What is the correlation between these programs? tcpd and inted/rinetd are very old but despite this they are still present in many distributions ... why? And there is also a correlation between hosts.allow and hosts.deny with tcpd but i noticed that these files are present even when tcpd is not installed ... (trying with the command dpkg also noticed that hosts.allow/deny is not correspond to no package) ... well .. a mess. Who helps me clarify?

Thanks

1 Answers1

1

The traditional setup is to use inetd to open listening sockets, similar to what systemd is doing with socket activation now, only thirty years before that. inetd will unconditionally start the daemon when a connection comes in.
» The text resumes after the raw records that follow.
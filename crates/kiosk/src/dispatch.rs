//! Event dispatcher: the single consumer that owns the session.
//!
//! ```text
//! bus listener ──┐
//! kiosk panel  ──┼──► mpsc queue ──► Worker loop ──► SessionMachine.decide()
//! SessionTimer ──┘                        │
//!                                         ├─► timer start/stop
//!                                         ├─► watch<SessionSnapshot>
//!                                         ├─► RenderSink
//!                                         └─► CommandSink (bus)
//! ```
//!
//! Exactly one event is in flight at a time. A transition's timer
//! directive, snapshot, renders and commands are all carried out before
//! the next event is dequeued, so a tick already queued when the session
//! leaves Active reaches a machine that ignores it.

use std::sync::Arc;

use async_trait::async_trait;
use futures::{Stream, StreamExt};
use tokio::sync::{mpsc, watch};
use tokio::task::JoinHandle;
use tracing::Instrument;

use crate::command::BusCommand;
use crate::config::ControllerConfig;
use crate::envelope;
use crate::error::{KioskError, Result};
use crate::event::SessionEvent;
use crate::machine::{SessionMachine, TimerDirective, Transition};
use crate::password::{PasswordVerifier, SaltedSha256Verifier};
use crate::render::{RenderSink, TracingRenderSink};
use crate::session::SessionSnapshot;
use crate::timer::SessionTimer;

/// Items on the dispatcher queue.
#[derive(Debug)]
pub(crate) enum Inbound {
    Event(SessionEvent),
    Shutdown,
}

/// Outbound bus collaborator.
///
/// Awaited on the dispatcher context, so a slow bus delays the next event.
#[async_trait]
pub trait CommandSink: Send + Sync + 'static {
    async fn send(&self, command: BusCommand) -> anyhow::Result<()>;
}

/// Command sink that only logs.
#[derive(Debug, Default, Clone, Copy)]
pub struct TracingCommandSink;

#[async_trait]
impl CommandSink for TracingCommandSink {
    async fn send(&self, command: BusCommand) -> anyhow::Result<()> {
        tracing::info!(frame = ?command.to_frame(), "bus command");
        Ok(())
    }
}

// ============================================================================
// Builder
// ============================================================================

/// Wires the controller to its collaborators.
pub struct ControllerBuilder {
    config: ControllerConfig,
    verifier: Arc<dyn PasswordVerifier>,
    commands: Arc<dyn CommandSink>,
    renderer: Arc<dyn RenderSink>,
}

impl ControllerBuilder {
    pub fn new(config: ControllerConfig) -> Self {
        Self {
            config,
            verifier: Arc::new(SaltedSha256Verifier),
            commands: Arc::new(TracingCommandSink),
            renderer: Arc::new(TracingRenderSink),
        }
    }

    pub fn with_verifier(mut self, verifier: impl PasswordVerifier) -> Self {
        self.verifier = Arc::new(verifier);
        self
    }

    pub fn with_command_sink(mut self, sink: impl CommandSink) -> Self {
        self.commands = Arc::new(sink);
        self
    }

    pub fn with_render_sink(mut self, sink: impl RenderSink) -> Self {
        self.renderer = Arc::new(sink);
        self
    }

    pub fn build(self) -> Result<Controller> {
        self.config.validate()?;

        let (queue, inbox) = mpsc::channel(self.config.queue_capacity);
        let (snapshots, snapshot_rx) = watch::channel(Arc::new(SessionSnapshot::idle()));

        let worker = Worker {
            machine: SessionMachine::new(&self.config, self.verifier),
            timer: SessionTimer::new(self.config.tick_interval(), queue.downgrade()),
            inbox,
            commands: self.commands,
            renderer: self.renderer,
            snapshots,
        };

        Ok(Controller {
            handle: ControllerHandle {
                queue,
                snapshots: snapshot_rx,
            },
            worker,
        })
    }
}

// ============================================================================
// Controller
// ============================================================================

/// A built controller that has not started processing yet.
pub struct Controller {
    handle: ControllerHandle,
    worker: Worker,
}

impl Controller {
    pub fn handle(&self) -> ControllerHandle {
        self.handle.clone()
    }

    /// Spawn the dispatcher loop on the current runtime.
    ///
    /// The join handle resolves to the final snapshot after
    /// [`ControllerHandle::shutdown`], or to the fault that stopped the loop.
    pub fn start(self) -> Result<(ControllerHandle, JoinHandle<Result<SessionSnapshot>>)> {
        let runtime = tokio::runtime::Handle::try_current().map_err(|_| KioskError::NoRuntime)?;
        let Controller { handle, worker } = self;
        let task = runtime.spawn(worker.run());
        Ok((handle, task))
    }

    /// Run the dispatcher loop on the calling task.
    ///
    /// Returns once shut down or once every [`ControllerHandle`] is dropped.
    pub async fn run(self) -> Result<SessionSnapshot> {
        let Controller { handle, worker } = self;
        drop(handle);
        worker.run().await
    }
}

/// Cloneable producer side of the dispatcher.
#[derive(Clone)]
pub struct ControllerHandle {
    queue: mpsc::Sender<Inbound>,
    snapshots: watch::Receiver<Arc<SessionSnapshot>>,
}

impl ControllerHandle {
    /// Enqueue an event, waiting for queue space.
    pub async fn post(&self, event: SessionEvent) -> Result<()> {
        self.queue
            .send(Inbound::Event(event))
            .await
            .map_err(|_| KioskError::QueueClosed)
    }

    /// Enqueue an event without waiting.
    pub fn try_post(&self, event: SessionEvent) -> Result<()> {
        self.queue
            .try_send(Inbound::Event(event))
            .map_err(|e| match e {
                mpsc::error::TrySendError::Full(_) => KioskError::QueueFull,
                mpsc::error::TrySendError::Closed(_) => KioskError::QueueClosed,
            })
    }

    /// Enqueue from a plain OS thread, e.g. a blocking bus reader.
    ///
    /// Panics if called from within an async runtime.
    pub fn blocking_post(&self, event: SessionEvent) -> Result<()> {
        self.queue
            .blocking_send(Inbound::Event(event))
            .map_err(|_| KioskError::QueueClosed)
    }

    /// Decode a raw bus frame and enqueue the result.
    pub async fn post_frame<S: AsRef<str>>(&self, frame: &[S]) -> Result<()> {
        self.post(envelope::decode_frame(frame)).await
    }

    /// Latest committed snapshot.
    pub fn snapshot(&self) -> Arc<SessionSnapshot> {
        self.snapshots.borrow().clone()
    }

    /// Receiver that observes every committed snapshot.
    pub fn subscribe(&self) -> watch::Receiver<Arc<SessionSnapshot>> {
        self.snapshots.clone()
    }

    /// Ask the loop to stop after the events already queued.
    pub async fn shutdown(&self) -> Result<()> {
        self.queue
            .send(Inbound::Shutdown)
            .await
            .map_err(|_| KioskError::ControllerStopped)
    }
}

/// Feed a stream of raw bus frames into the controller on its own task.
///
/// Ends when the stream ends; fails if the controller goes away.
pub fn spawn_bus_listener<St>(
    handle: ControllerHandle,
    frames: St,
) -> Result<JoinHandle<Result<()>>>
where
    St: Stream<Item = Vec<String>> + Send + 'static,
{
    let runtime = tokio::runtime::Handle::try_current().map_err(|_| KioskError::NoRuntime)?;
    Ok(runtime.spawn(async move {
        let mut frames = std::pin::pin!(frames);
        while let Some(frame) = frames.next().await {
            handle.post_frame(frame.as_slice()).await?;
        }
        tracing::debug!("bus stream ended");
        Ok(())
    }))
}

// ============================================================================
// Worker
// ============================================================================

struct Worker {
    machine: SessionMachine,
    timer: SessionTimer,
    inbox: mpsc::Receiver<Inbound>,
    commands: Arc<dyn CommandSink>,
    renderer: Arc<dyn RenderSink>,
    snapshots: watch::Sender<Arc<SessionSnapshot>>,
}

impl Worker {
    async fn run(mut self) -> Result<SessionSnapshot> {
        tracing::info!("kiosk controller started");

        while let Some(inbound) = self.inbox.recv().await {
            let event = match inbound {
                Inbound::Event(event) => event,
                Inbound::Shutdown => {
                    tracing::info!("kiosk controller shutting down");
                    break;
                }
            };

            let span = tracing::debug_span!(
                "session_event",
                kind = event.kind(),
                session_id = ?self.machine.session_id(),
                timer_epoch = ?self.timer.armed_epoch(),
            );
            if let Err(error) = self.process(event).instrument(span).await {
                tracing::error!(%error, "kiosk controller fault");
                self.timer.stop();
                return Err(error);
            }
        }

        self.timer.stop();
        Ok(self.machine.snapshot())
    }

    async fn process(&mut self, event: SessionEvent) -> Result<()> {
        let transition = self.machine.decide(event);
        if transition.is_noop() {
            return Ok(());
        }

        self.apply_timer(&transition)?;
        let snapshot = self.commit(&transition);

        for notification in &transition.renders {
            self.renderer.render(notification, &snapshot);
        }

        for command in transition.commands {
            let tag = command.tag();
            if let Err(error) = self.commands.send(command).await {
                tracing::error!(%error, command = tag, "failed to send bus command");
            }
        }

        Ok(())
    }

    /// Timer changes happen before anything else is observable, so a
    /// session leaving Active has no armed timer by the time readers see it.
    fn apply_timer(&mut self, transition: &Transition) -> Result<()> {
        match transition.timer {
            Some(TimerDirective::Start { epoch }) => self.timer.start(epoch),
            Some(TimerDirective::Stop) => {
                self.timer.stop();
                Ok(())
            }
            None => Ok(()),
        }
    }

    fn commit(&self, transition: &Transition) -> Arc<SessionSnapshot> {
        if transition.mutated() {
            let snapshot = Arc::new(self.machine.snapshot());
            self.snapshots.send_replace(snapshot.clone());
            snapshot
        } else {
            let current = self.snapshots.borrow();
            current.clone()
        }
    }
}
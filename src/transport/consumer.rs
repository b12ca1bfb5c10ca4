//! Transport consumer feeding the broker
//!
//! Reads the consume topic for the life of the relay. Messages that do not
//! decode as a [`LogEvent`](crate::source::LogEvent) are skipped; transport
//! errors are logged and reading resumes after a short delay.

use std::time::Duration;

use crate::broker::{BrokerError, BrokerHandle};
use crate::source::normalize;
use crate::stats::ConsumerStats;

use super::{Delivery, TransportConsumer};

/// Default delay after a transport read error
pub const DEFAULT_RETRY_DELAY: Duration = Duration::from_secs(1);

/// Consumer configuration
#[derive(Debug, Clone)]
pub struct ConsumerConfig {
    /// Wait after a failed read before trying again
    pub retry_delay: Duration,
}

impl Default for ConsumerConfig {
    fn default() -> Self {
        Self {
            retry_delay: DEFAULT_RETRY_DELAY,
        }
    }
}

impl ConsumerConfig {
    pub fn retry_delay(mut self, delay: Duration) -> Self {
        self.retry_delay = delay;
        self
    }
}

/// Forwards delivered events to the fan-out broker
pub struct EventConsumer<C> {
    consumer: C,
    config: ConsumerConfig,
    stats: ConsumerStats,
}

impl<C: TransportConsumer> EventConsumer<C> {
    pub fn new(consumer: C, config: ConsumerConfig) -> Self {
        Self {
            consumer,
            config,
            stats: ConsumerStats::default(),
        }
    }

    /// Read and forward until the broker stops
    ///
    /// Transport errors never end the loop.
    pub async fn run(mut self, broker: BrokerHandle) -> ConsumerStats {
        tracing::info!("Transport consumer started");

        loop {
            if let Err(e) = self.step(&broker).await {
                tracing::info!(
                    error = %e,
                    forwarded = self.stats.forwarded,
                    "Transport consumer stopping"
                );
                return self.stats;
            }
        }
    }

    /// Handle one read: forward, skip, or back off after an error
    pub async fn step(&mut self, broker: &BrokerHandle) -> Result<(), BrokerError> {
        match self.consumer.recv().await {
            Ok(delivery) => self.forward(broker, delivery).await,
            Err(e) => {
                self.stats.errors += 1;
                tracing::warn!(
                    error = %e,
                    retry_ms = self.config.retry_delay.as_millis() as u64,
                    "Transport read failed"
                );
                tokio::time::sleep(self.config.retry_delay).await;
                Ok(())
            }
        }
    }

    async fn forward(
        &mut self,
        broker: &BrokerHandle,
        delivery: Delivery,
    ) -> Result<(), BrokerError> {
        if let Err(e) = normalize(&delivery.value) {
            self.stats.skipped += 1;
            tracing::debug!(
                topic = %delivery.topic,
                partition = delivery.partition,
                offset = delivery.offset,
                error = %e,
                "Skipping undecodable message"
            );
            return Ok(());
        }

        broker.publish(delivery.value).await?;
        self.stats.forwarded += 1;
        Ok(())
    }

    pub fn stats(&self) -> &ConsumerStats {
        &self.stats
    }
}
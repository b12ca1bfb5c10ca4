//! Pagination cursor and no-progress detection
//!
//! The log source hands back a forward token with every page. When the token
//! comes back unchanged the source has caught up to live; that is never EOF,
//! only a signal to back off before the next fetch.

use std::fmt;

/// Opaque pagination token (absent before the first fetch)
#[derive(Debug, Clone, Default, PartialEq, Eq, Hash)]
pub struct Cursor(Option<String>);

impl Cursor {
    /// Cursor with no token (start of stream)
    pub fn empty() -> Self {
        Self(None)
    }

    /// Cursor holding a source token
    pub fn new(token: impl Into<String>) -> Self {
        Self(Some(token.into()))
    }

    /// The token to pass to the next fetch, if any
    pub fn token(&self) -> Option<&str> {
        self.0.as_deref()
    }

    pub fn is_empty(&self) -> bool {
        self.0.is_none()
    }
}

impl fmt::Display for Cursor {
    fn fmt(&self, f: &mut fmt::Formatter<'_>) -> fmt::Result {
        match &self.0 {
            Some(token) => write!(f, "{}", token),
            None => write!(f, "<start>"),
        }
    }
}

impl From<Option<String>> for Cursor {
    fn from(token: Option<String>) -> Self {
        Self(token)
    }
}

/// Two-cursor tailing state
///
/// `last` is the cursor that was current before the most recent fetch, or
/// `None` if nothing has been fetched yet. The state carries no I/O; the
/// tailer asks it whether to wait, fetches, then calls [`advance`].
///
/// [`advance`]: CursorState::advance
#[derive(Debug, Clone, Default, PartialEq, Eq)]
pub struct CursorState {
    last: Option<Cursor>,
    current: Cursor,
}

impl CursorState {
    pub fn new() -> Self {
        Self::default()
    }

    /// Resume tailing from a known cursor
    pub fn starting_at(cursor: Cursor) -> Self {
        Self {
            last: None,
            current: cursor,
        }
    }

    /// Cursor to use for the next fetch
    pub fn current(&self) -> &Cursor {
        &self.current
    }

    /// Cursor that was current before the latest fetch
    pub fn last(&self) -> Option<&Cursor> {
        self.last.as_ref()
    }

    /// True when the latest fetch made no forward progress
    pub fn should_wait(&self) -> bool {
        self.last.as_ref() == Some(&self.current)
    }

    /// Record the token returned by a fetch
    pub fn advance(self, next: Cursor) -> Self {
        Self {
            last: Some(self.current),
            current: next,
        }
    }
}
#[cfg(test)]
mod tests {
    use std::sync::Arc;

    use tokio_test::{assert_pending, task};

    use super::*;

    fn spawn_default() -> BrokerHandle {
        let (handle, _task) = FanoutBroker::spawn(BrokerConfig::default());
        handle
    }

    /// Payloads currently queued for a subscription, control signals skipped
    fn drain_data(subscription: &mut Subscription) -> Vec<Bytes> {
        let mut data = Vec::new();
        while let Some(notification) = subscription.try_recv() {
            if let Notification::Data(payload) = notification {
                data.push(payload);
            }
        }
        data
    }

    /// Round trip through the inbox so every earlier command has been handled
    async fn settle(handle: &BrokerHandle) -> BrokerStats {
        handle.stats().await.unwrap()
    }

    #[tokio::test]
    async fn test_three_subscribers_receive_once() {
        let handle = spawn_default();
        let mut subs = vec![
            handle.register().await.unwrap(),
            handle.register().await.unwrap(),
            handle.register().await.unwrap(),
        ];

        handle.publish("A").await.unwrap();
        let stats = settle(&handle).await;
        assert_eq!(stats.subscribers, 3);
        assert_eq!(stats.published, 1);

        for sub in subs.iter_mut() {
            assert_eq!(drain_data(sub), vec![Bytes::from_static(b"A")]);
        }
    }

    #[tokio::test]
    async fn test_join_notifications() {
        let handle = spawn_default();
        let mut first = handle.register().await.unwrap();
        let mut second = handle.register().await.unwrap();
        settle(&handle).await;

        assert_eq!(first.try_recv(), Some(Notification::Joined { subscribers: 1 }));
        assert_eq!(first.try_recv(), Some(Notification::Joined { subscribers: 2 }));
        assert_eq!(first.try_recv(), None);

        // The new subscriber sees its own join
        assert_eq!(second.try_recv(), Some(Notification::Joined { subscribers: 2 }));
        assert_eq!(second.try_recv(), None);
    }

    #[tokio::test]
    async fn test_late_subscriber_gets_no_backfill() {
        let handle = spawn_default();
        let mut early = handle.register().await.unwrap();

        handle.publish("P1").await.unwrap();
        let mut late = handle.register().await.unwrap();
        handle.publish("P2").await.unwrap();
        settle(&handle).await;

        assert_eq!(
            drain_data(&mut early),
            vec![Bytes::from_static(b"P1"), Bytes::from_static(b"P2")]
        );
        assert_eq!(drain_data(&mut late), vec![Bytes::from_static(b"P2")]);
    }

    #[tokio::test]
    async fn test_registered_subscriber_sees_every_broadcast_in_order() {
        let handle = spawn_default();
        let mut sub = handle.register().await.unwrap();
        assert_eq!(sub.recv().await, Some(Notification::Joined { subscribers: 1 }));

        let publisher = handle.clone();
        tokio::spawn(async move {
            for i in 0..200u32 {
                publisher.publish(i.to_string()).await.unwrap();
            }
        });

        for i in 0..200u32 {
            let notification = sub.recv().await.unwrap();
            assert_eq!(notification, Notification::data(i.to_string()));
        }
    }

    #[tokio::test]
    async fn test_deregister_is_idempotent() {
        let handle = spawn_default();
        let a = handle.register().await.unwrap();
        let mut b = handle.register().await.unwrap();
        let a_id = a.id();
        settle(&handle).await;
        while b.try_recv().is_some() {}

        a.close().await;
        handle.deregister(a_id).await.unwrap();
        let stats = settle(&handle).await;

        assert_eq!(stats.subscribers, 1);
        assert_eq!(stats.left, 1);
        assert_eq!(b.try_recv(), Some(Notification::Left { subscribers: 1 }));
        assert_eq!(b.try_recv(), None);
    }

    #[tokio::test]
    async fn test_deregister_unknown_is_noop() {
        let handle = spawn_default();
        let mut sub = handle.register().await.unwrap();
        settle(&handle).await;
        while sub.try_recv().is_some() {}

        let (tx, _rx) = mpsc::channel(1);
        let stranger = Subscriber::new(tx).id();
        handle.deregister(stranger).await.unwrap();

        let stats = settle(&handle).await;
        assert_eq!(stats.subscribers, 1);
        assert_eq!(stats.left, 0);
        assert_eq!(sub.try_recv(), None);
    }

    #[tokio::test(flavor = "multi_thread", worker_threads = 4)]
    async fn test_deregister_during_broadcast() {
        let handle = spawn_default();
        let a = handle.register().await.unwrap();
        let mut b = handle.register().await.unwrap();
        let mut c = handle.register().await.unwrap();

        let publisher = handle.clone();
        let publish = tokio::spawn(async move { publisher.publish("X").await });
        let closer = tokio::spawn(a.close());

        publish.await.unwrap().unwrap();
        closer.await.unwrap();
        let stats = settle(&handle).await;

        assert_eq!(stats.subscribers, 2);
        assert_eq!(drain_data(&mut b), vec![Bytes::from_static(b"X")]);
        assert_eq!(drain_data(&mut c), vec![Bytes::from_static(b"X")]);
    }

    #[tokio::test]
    async fn test_slow_subscriber_evicted() {
        let (handle, _task) = FanoutBroker::spawn(BrokerConfig::default().subscriber_buffer(2));
        let mut slow = handle.register().await.unwrap();
        let mut fast = handle.register().await.unwrap();

        // slow now holds Joined{1} and Joined{2}: its buffer is full
        handle.publish("1").await.unwrap();
        let stats = settle(&handle).await;

        assert_eq!(stats.evicted, 1);
        assert_eq!(stats.subscribers, 1);
        assert_eq!(drain_data(&mut fast), vec![Bytes::from_static(b"1")]);

        // Evicted subscriber drains what it had, then sees the end of the stream
        assert!(slow.recv().await.unwrap().is_control());
        assert!(slow.recv().await.unwrap().is_control());
        assert_eq!(slow.recv().await, None);
    }

    #[tokio::test]
    async fn test_dropped_receiver_evicted_on_next_broadcast() {
        let handle = spawn_default();

        // A subscriber whose receiving half vanished without deregistering
        let (tx, rx) = mpsc::channel(4);
        let (ack, acked) = oneshot::channel();
        handle
            .send(Command::Register {
                subscriber: Subscriber::new(tx),
                ack,
            })
            .await
            .unwrap();
        acked.await.unwrap();
        drop(rx);

        handle.publish("ping").await.unwrap();
        let stats = settle(&handle).await;

        assert_eq!(stats.subscribers, 0);
        assert_eq!(stats.evicted, 1);
    }

    #[tokio::test]
    async fn test_drop_deregisters() {
        let handle = spawn_default();
        let sub = handle.register().await.unwrap();
        drop(sub);

        let stats = settle(&handle).await;
        assert_eq!(stats.subscribers, 0);
        assert_eq!(stats.left, 1);
        assert_eq!(stats.evicted, 0);
    }

    #[tokio::test]
    async fn test_drop_deregisters_when_inbox_full() {
        let (mut broker, handle) = FanoutBroker::new(BrokerConfig::default().inbox_capacity(1));

        let (tx, rx) = mpsc::channel(4);
        let subscriber = Subscriber::new(tx);
        let id = subscriber.id();
        broker.registry.insert(id, subscriber);

        // Occupy the only inbox slot while the loop is not running
        let (reply, _pending_stats) = oneshot::channel();
        handle.tx.try_send(Command::Stats { reply }).unwrap();

        drop(Subscription::new(id, rx, handle.clone()));
        tokio::spawn(broker.run());

        let mut stats = settle(&handle).await;
        for _ in 0..10 {
            if stats.left == 1 {
                break;
            }
            tokio::task::yield_now().await;
            stats = settle(&handle).await;
        }

        assert_eq!(stats.left, 1);
        assert_eq!(stats.subscribers, 0);
        assert_eq!(stats.evicted, 0);
    }

    #[tokio::test]
    async fn test_cancelled_register_leaves_no_subscriber() {
        let (broker, handle) = FanoutBroker::new(BrokerConfig::default());

        // The register command is queued, then the caller gives up on the ack
        let mut cancelled = task::spawn(handle.register());
        assert_pending!(cancelled.poll());
        drop(cancelled);

        tokio::spawn(broker.run());
        let mut watcher = handle.register().await.unwrap();
        let stats = settle(&handle).await;

        assert_eq!(stats.subscribers, 1);
        assert_eq!(stats.joined, 1);
        assert_eq!(stats.left, 0);
        assert_eq!(watcher.try_recv(), Some(Notification::Joined { subscribers: 1 }));
        assert_eq!(watcher.try_recv(), None);
    }

    #[tokio::test]
    async fn test_broker_stops_when_handles_dropped() {
        let (handle, task) = FanoutBroker::spawn(BrokerConfig::default());
        drop(handle);
        task.await.unwrap();
    }

    #[tokio::test]
    async fn test_operations_after_stop_fail() {
        let (broker, handle) = FanoutBroker::new(BrokerConfig::default());
        drop(broker);

        assert!(handle.is_closed());
        assert_eq!(handle.publish("late").await, Err(BrokerError::Closed));
        assert!(matches!(handle.register().await, Err(BrokerError::Closed)));
        assert_eq!(handle.stats().await, Err(BrokerError::Closed));
    }

    #[tokio::test(flavor = "multi_thread", worker_threads = 4)]
    async fn test_concurrent_register_and_publish() {
        let handle = spawn_default();
        let done = Arc::new(tokio::sync::Barrier::new(9));

        let mut tasks = Vec::new();
        for _ in 0..8 {
            let handle = handle.clone();
            let done = Arc::clone(&done);
            tasks.push(tokio::spawn(async move {
                let sub = handle.register().await.unwrap();
                handle.publish("hello").await.unwrap();
                done.wait().await;
                sub.close().await;
            }));
        }
        done.wait().await;
        for task in tasks {
            task.await.unwrap();
        }

        let stats = settle(&handle).await;
        assert_eq!(stats.subscribers, 0);
        assert_eq!(stats.joined, 8);
        assert_eq!(stats.published, 8);
    }
}
//! Cursor-tracking log tailer
//!
//! Polls a [`LogSource`] forever. Each call to [`LogTailer::poll`] fetches one
//! page; if the previous fetch made no forward progress the tailer first
//! sleeps for the idle delay so an idle source is not hot-polled.

use std::time::Duration;

use crate::error::SourceError;
use crate::stats::TailerStats;

use super::cursor::{Cursor, CursorState};
use super::{LogSource, RawRecord, StreamHandle};

/// Default delay before re-fetching when the source has caught up
pub const DEFAULT_IDLE_DELAY: Duration = Duration::from_secs(5);

/// Default maximum records per page
pub const DEFAULT_PAGE_LIMIT: usize = 1000;

/// Tailer configuration
#[derive(Debug, Clone)]
pub struct TailerConfig {
    /// Wait applied when a fetch returned the same cursor it was given
    pub idle_delay: Duration,
    /// Maximum records requested per fetch
    pub page_limit: usize,
}

impl Default for TailerConfig {
    fn default() -> Self {
        Self {
            idle_delay: DEFAULT_IDLE_DELAY,
            page_limit: DEFAULT_PAGE_LIMIT,
        }
    }
}

impl TailerConfig {
    /// Set the idle delay
    pub fn idle_delay(mut self, delay: Duration) -> Self {
        self.idle_delay = delay;
        self
    }

    /// Set the page limit (at least 1)
    pub fn page_limit(mut self, limit: usize) -> Self {
        self.page_limit = limit.max(1);
        self
    }
}

/// Tails one stream of a log source
pub struct LogTailer<S> {
    source: S,
    stream: StreamHandle,
    state: CursorState,
    config: TailerConfig,
    stats: TailerStats,
}

impl<S: LogSource> LogTailer<S> {
    /// Tail a stream that has already been located
    pub fn new(source: S, stream: StreamHandle, config: TailerConfig) -> Self {
        Self {
            source,
            stream,
            state: CursorState::new(),
            config,
            stats: TailerStats::default(),
        }
    }

    /// Locate the newest stream in `group` matching `prefix` and tail it
    pub async fn connect(
        source: S,
        group: &str,
        prefix: &str,
        config: TailerConfig,
    ) -> Result<Self, SourceError> {
        let stream = source.locate_stream(group, prefix).await?;
        tracing::info!(stream = %stream, "Tailing log stream");
        Ok(Self::new(source, stream, config))
    }

    /// Resume from a previously observed cursor
    pub fn resume_from(mut self, cursor: Cursor) -> Self {
        self.state = CursorState::starting_at(cursor);
        self
    }

    /// Fetch the next page of records
    ///
    /// Records come back in source order. A fetch error leaves the cursor
    /// untouched so nothing is skipped if the caller chooses to carry on.
    pub async fn poll(&mut self) -> Result<Vec<RawRecord>, SourceError> {
        if self.state.should_wait() {
            self.stats.idle_waits += 1;
            tracing::debug!(
                stream = %self.stream,
                cursor = %self.state.current(),
                delay_ms = self.config.idle_delay.as_millis() as u64,
                "No new records, waiting"
            );
            tokio::time::sleep(self.config.idle_delay).await;
        }

        let cursor = self.state.current().clone();
        let page = self
            .source
            .fetch_page(&self.stream, &cursor, self.config.page_limit)
            .await?;

        self.stats.fetches += 1;
        self.stats.records += page.records.len() as u64;

        let state = std::mem::take(&mut self.state);
        self.state = state.advance(page.next);

        Ok(page
            .records
            .into_iter()
            .map(|payload| RawRecord {
                payload,
                source_offset: cursor.clone(),
            })
            .collect())
    }

    /// Cursor the next fetch will use
    pub fn cursor(&self) -> &Cursor {
        self.state.current()
    }

    /// Stream being tailed
    pub fn stream(&self) -> &StreamHandle {
        &self.stream
    }

    pub fn stats(&self) -> &TailerStats {
        &self.stats
    }
}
For some rudimentary access control, you'd configure inetd to start tcpd instead of the real server. This program would check that the connection is allowed according to the hosts.allow and hosts.deny files, and then execute the real service if it is.

This is significantly older than iptables or similar host-based firewall solutions, so it will also work on stacks that do not have a firewall at all, like AmiTCP or Miami on AmigaOS.

The other upside is that the configuration to check the source address is part of service startup, so once it is configured, there is no way to accidentally expose services by flushing the firewall rules.

The downside is that the port is initially open, so a network scan will show it, and the connection is immediately closed after it has been established.

The hosts.allow and hosts.deny files are no longer shipped, as "missing" files mean "allow all connections", so these form a valid configuration on their own, and anyone still using them probably knows what they are doing.

Note that when you use tcpd for access control, you lose the benefit of the wait option in inetd, where the service is started with the listener socket and is responsible for accepting further connections after being started (i.e. where you only have a single instance for multiple parallel connections).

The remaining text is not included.